Mandat UU Nomor 1 Tahun 2023 tentang KUHP: Undang-Undang Nomor 1 Tahun 2023 tentang Kitab Undang-undang Hukum Pidana (KUHP) Pasal 613 mengamanatkan penyesuaian seluruh ketentuan pidana di luar KUHP dengan sistem kategori pidana denda baru. RUU Penyesuaian Pidana merupakan wujud nyata dari pelaksanaan mandat tersebut.
Penghapusan Pidana Kurungan: Salah satu poin penting dalam RUU ini adalah penghapusan pidana kurungan sebagai pidana pokok dalam KUHP nasional. Implikasi dari penghapusan ini adalah seluruh pidana kurungan yang terdapat dalam berbagai UU dan perda harus dikonversi menjadi bentuk pidana lain yang lebih sesuai.
Penyempurnaan Ketentuan KUHP: RUU ini juga bertujuan untuk menyempurnakan beberapa ketentuan dalam KUHP nasional yang dianggap kurang jelas atau mengandung kesalahan redaksi. Selain itu, RUU ini juga berupaya untuk menyelesaikan permasalahan terkait pola perumusan baru yang tidak lagi menggunakan minimum khusus dan pemidanaan kumulatif.
Urgensi Penerapan KUHP Nasional: RUU ini juga mempertimbangkan urgensi penyesuaian berlakunya KUHP nasional pada tanggal 2 Januari 2026. Penyesuaian ini sangat penting untuk mencegah terjadinya ketidakpastian hukum, tumpang tindih aturan, dan disparitas pidana yang dapat merugikan masyarakat.
Proses Pengesahan di Rapat Paripurna DPR RI
Setelah mempertimbangkan seluruh aspek yang telah disebutkan di atas, Wakil Ketua DPR RI Sufmi Dasco Ahmad meminta persetujuan dari seluruh peserta rapat terkait pengesahan RUU Penyesuaian Pidana menjadi UU.
“Tibalah saatnya kami meminta persetujuan fraksi-fraksi terhadap RUU tentang Penyesuaian Pidana. Apakah dapat disetujui dan disahkan menjadi UU?” tanya Dasco.
Pertanyaan tersebut dijawab dengan serentak oleh para peserta rapat yang menyatakan persetujuan mereka.
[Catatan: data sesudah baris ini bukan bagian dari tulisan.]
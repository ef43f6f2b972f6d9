//! Global configuration parsing and validation.

use std::fs;
use std::path::{Path, PathBuf};
use std::time::Duration;

use serde::Deserialize;

use crate::{AppError, Result};

fn default_agent_binary() -> String {
    "claude".into()
}

fn default_config_dir_env() -> String {
    "CLAUDE_CONFIG_DIR".into()
}

fn default_nested_agent_env() -> String {
    "CLAUDECODE".into()
}

fn default_resume_missing_sentinel() -> String {
    "No conversation found with session ID".into()
}

fn default_kill_grace_seconds() -> u64 {
    5
}

fn default_true() -> bool {
    true
}

/// Global configuration parsed from `config.toml`.
///
/// Every key has a default, so an empty document is a valid configuration.
#[derive(Debug, Clone, Deserialize, PartialEq, Eq)]
#[serde(rename_all = "snake_case", deny_unknown_fields)]
pub struct GlobalConfig {
    /// Agent binary to launch (looked up on `PATH` when not absolute).
    #[serde(default = "default_agent_binary")]
    pub agent_binary: String,
    /// Extra arguments placed before the generated ones.
    #[serde(default)]
    pub agent_args: Vec<String>,
    /// Account-scoped configuration directory handed to the agent.
    #[serde(default)]
    pub config_dir: Option<PathBuf>,
    /// Environment variable that carries [`config_dir`](Self::config_dir).
    #[serde(default = "default_config_dir_env")]
    pub config_dir_env: String,
    /// "Already inside an agent" marker removed from the child environment.
    #[serde(default = "default_nested_agent_env")]
    pub nested_agent_env: String,
    /// Output text that identifies a resume of an unknown session.
    #[serde(default = "default_resume_missing_sentinel")]
    pub resume_missing_sentinel: String,
    /// Seconds between the graceful and the forceful termination signal.
    #[serde(default = "default_kill_grace_seconds")]
    pub kill_grace_seconds: u64,
    /// Request partial-message stream events so text arrives incrementally.
    #[serde(default = "default_true")]
    pub include_partial_messages: bool,
}

impl Default for GlobalConfig {
    fn default() -> Self {
        Self {
            agent_binary: default_agent_binary(),
            agent_args: Vec::new(),
            config_dir: None,
            config_dir_env: default_config_dir_env(),
            nested_agent_env: default_nested_agent_env(),
            resume_missing_sentinel: default_resume_missing_sentinel(),
            kill_grace_seconds: default_kill_grace_seconds(),
            include_partial_messages: true,
        }
    }
}

impl GlobalConfig {
    /// Load and validate configuration from a TOML file path.
    ///
    /// # Errors
    ///
    /// Returns `AppError::Io` if the file cannot be read, or
    /// `AppError::Config` if it contains invalid TOML or fails validation.
    pub fn load_from_path(path: impl AsRef<Path>) -> Result<Self> {
        let path = path.as_ref();
        let raw = fs::read_to_string(path).map_err(|err| {
            AppError::Io(format!("failed to read config {}: {err}", path.display()))
        })?;
        Self::from_toml_str(&raw)
    }

    /// Parse configuration from a TOML string and validate it.
    ///
    /// # Errors
    ///
    /// Returns `AppError::Config` if parsing or validation fails.
    pub fn from_toml_str(raw: &str) -> Result<Self> {
        let config: Self = toml::from_str(raw)?;
        config.validate()?;
        Ok(config)
    }

    /// Grace period before a terminated agent is force-killed.
    #[must_use]
    pub fn kill_grace(&self) -> Duration {
        Duration::from_secs(self.kill_grace_seconds)
    }

    fn validate(&self) -> Result<()> {
        if self.agent_binary.trim().is_empty() {
            return Err(AppError::Config("agent_binary must not be empty".into()));
        }

        if self.resume_missing_sentinel.is_empty() {
            return Err(AppError::Config(
                "resume_missing_sentinel must not be empty".into(),
            ));
        }

        if self.kill_grace_seconds == 0 {
            return Err(AppError::Config(
                "kill_grace_seconds must be greater than zero".into(),
            ));
        }

        if self.config_dir.is_some() && self.config_dir_env.trim().is_empty() {
            return Err(AppError::Config(
                "config_dir_env must be set when config_dir is configured".into(),
            ));
        }

        Ok(())
    }
}
//! Line framing for the agent's stdout stream.
//!
//! Wraps [`tokio_util::codec::LinesCodec`] with a maximum line length so a
//! misbehaving agent cannot make the parser buffer an unterminated line
//! forever. Each `\n`-terminated UTF-8 line is one protocol message; a
//! trailing `\r` is stripped.

use bytes::BytesMut;
use tokio_util::codec::{Decoder, LinesCodec, LinesCodecError};

use crate::{AppError, Result};

/// Maximum accepted line length: 1 MiB.
///
/// Longer lines are discarded up to their terminating newline and reported
/// as [`AppError::Protocol`]`("line too long: …")`.
pub const MAX_LINE_BYTES: usize = 1_048_576;

/// Newline-delimited framing for agent output.
///
/// # Examples
///
/// ```rust
/// use bytes::BytesMut;
/// use tokio_util::codec::Decoder;
/// use agent_conduit::stream::codec::LineCodec;
///
/// let mut codec = LineCodec::new();
/// let mut buf = BytesMut::from("{\"type\":\"result\"}\n{\"type\"");
/// assert_eq!(codec.decode(&mut buf).unwrap().as_deref(), Some("{\"type\":\"result\"}"));
/// assert_eq!(codec.decode(&mut buf).unwrap(), None);
/// ```
#[derive(Debug)]
pub struct LineCodec(LinesCodec);

impl LineCodec {
    /// Create a codec with the default [`MAX_LINE_BYTES`] limit.
    #[must_use]
    pub fn new() -> Self {
        Self(LinesCodec::new_with_max_length(MAX_LINE_BYTES))
    }
}

impl Default for LineCodec {
    fn default() -> Self {
        Self::new()
    }
}

impl Decoder for LineCodec {
    type Item = String;
    type Error = AppError;

    /// Decode the next complete line from `src`.
    ///
    /// Returns `Ok(None)` while `src` holds only a partial line.
    fn decode(&mut self, src: &mut BytesMut) -> Result<Option<Self::Item>> {
        self.0.decode(src).map_err(map_codec_error)
    }

    /// Decode whatever remains in `src` once the stream has ended, including
    /// a final line that was never newline-terminated.
    fn decode_eof(&mut self, src: &mut BytesMut) -> Result<Option<Self::Item>> {
        self.0.decode_eof(src).map_err(map_codec_error)
    }
}

fn map_codec_error(e: LinesCodecError) -> AppError {
    match e {
        LinesCodecError::MaxLineLengthExceeded => {
            AppError::Protocol(format!("line too long: exceeded {MAX_LINE_BYTES} bytes"))
        }
        // LinesCodec reports invalid UTF-8 as an I/O error after consuming the line.
        LinesCodecError::Io(io_err) => AppError::Protocol(format!("invalid line: {io_err}")),
    }
}
//! Agent output stream handling.
//!
//! - `codec`: [`LinesCodec`](tokio_util::codec::LinesCodec)-based framing of
//!   the agent's newline-delimited JSON output.
//! - `protocol`: wire types for individual lines (crate-private).
//! - `parser`: [`StreamParser`], the incremental decoder that turns output
//!   chunks into [`NormalizedEvent`](crate::models::event::NormalizedEvent)s.

pub mod codec;
pub mod parser;
pub(crate) mod protocol;

pub use parser::{EventSink, StreamParser};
Palu pun diketuk sebagai tanda bahwa RUU Penyesuaian Pidana telah resmi menjadi UU.
Laporan Komisi III DPR RI
Pengesahan RUU ini juga didasari oleh laporan dari Wakil Ketua Komisi III DPR RI, Dede Indra Permana Soediro, yang menyatakan bahwa seluruh fraksi di parlemen telah menyetujui pengesahan RUU Penyesuaian Pidana menjadi UU pada pembicaraan tingkat II.
“Dalam rapat kerja tingkat I, seluruh fraksi menyampaikan pandangan dan menyetujui RUU Penyesuaian Pidana untuk dilanjutkan ke pembicaraan tingkat II,” kata Dede. Hal ini menunjukkan adanya dukungan penuh dari seluruh elemen parlemen terhadap RUU ini.
Fokus Perhatian: Penghapusan Pidana Kurungan
Dari kelima poin pertimbangan yang mendasari penyusunan RUU Penyesuaian Pidana, salah satu yang menjadi sorotan utama fraksi di parlemen adalah penghapusan pidana kurungan sebagai pidana pokok dalam KUHP nasional. Penghapusan ini mengharuskan seluruh pidana kurungan yang terdapat dalam berbagai UU dan perda untuk dikonversi menjadi jenis pidana lain yang lebih relevan dan sesuai dengan prinsip-prinsip keadilan. Konversi ini diharapkan dapat memberikan efek jera yang lebih efektif dan menghindari praktik pemenjaraan yang berlebihan.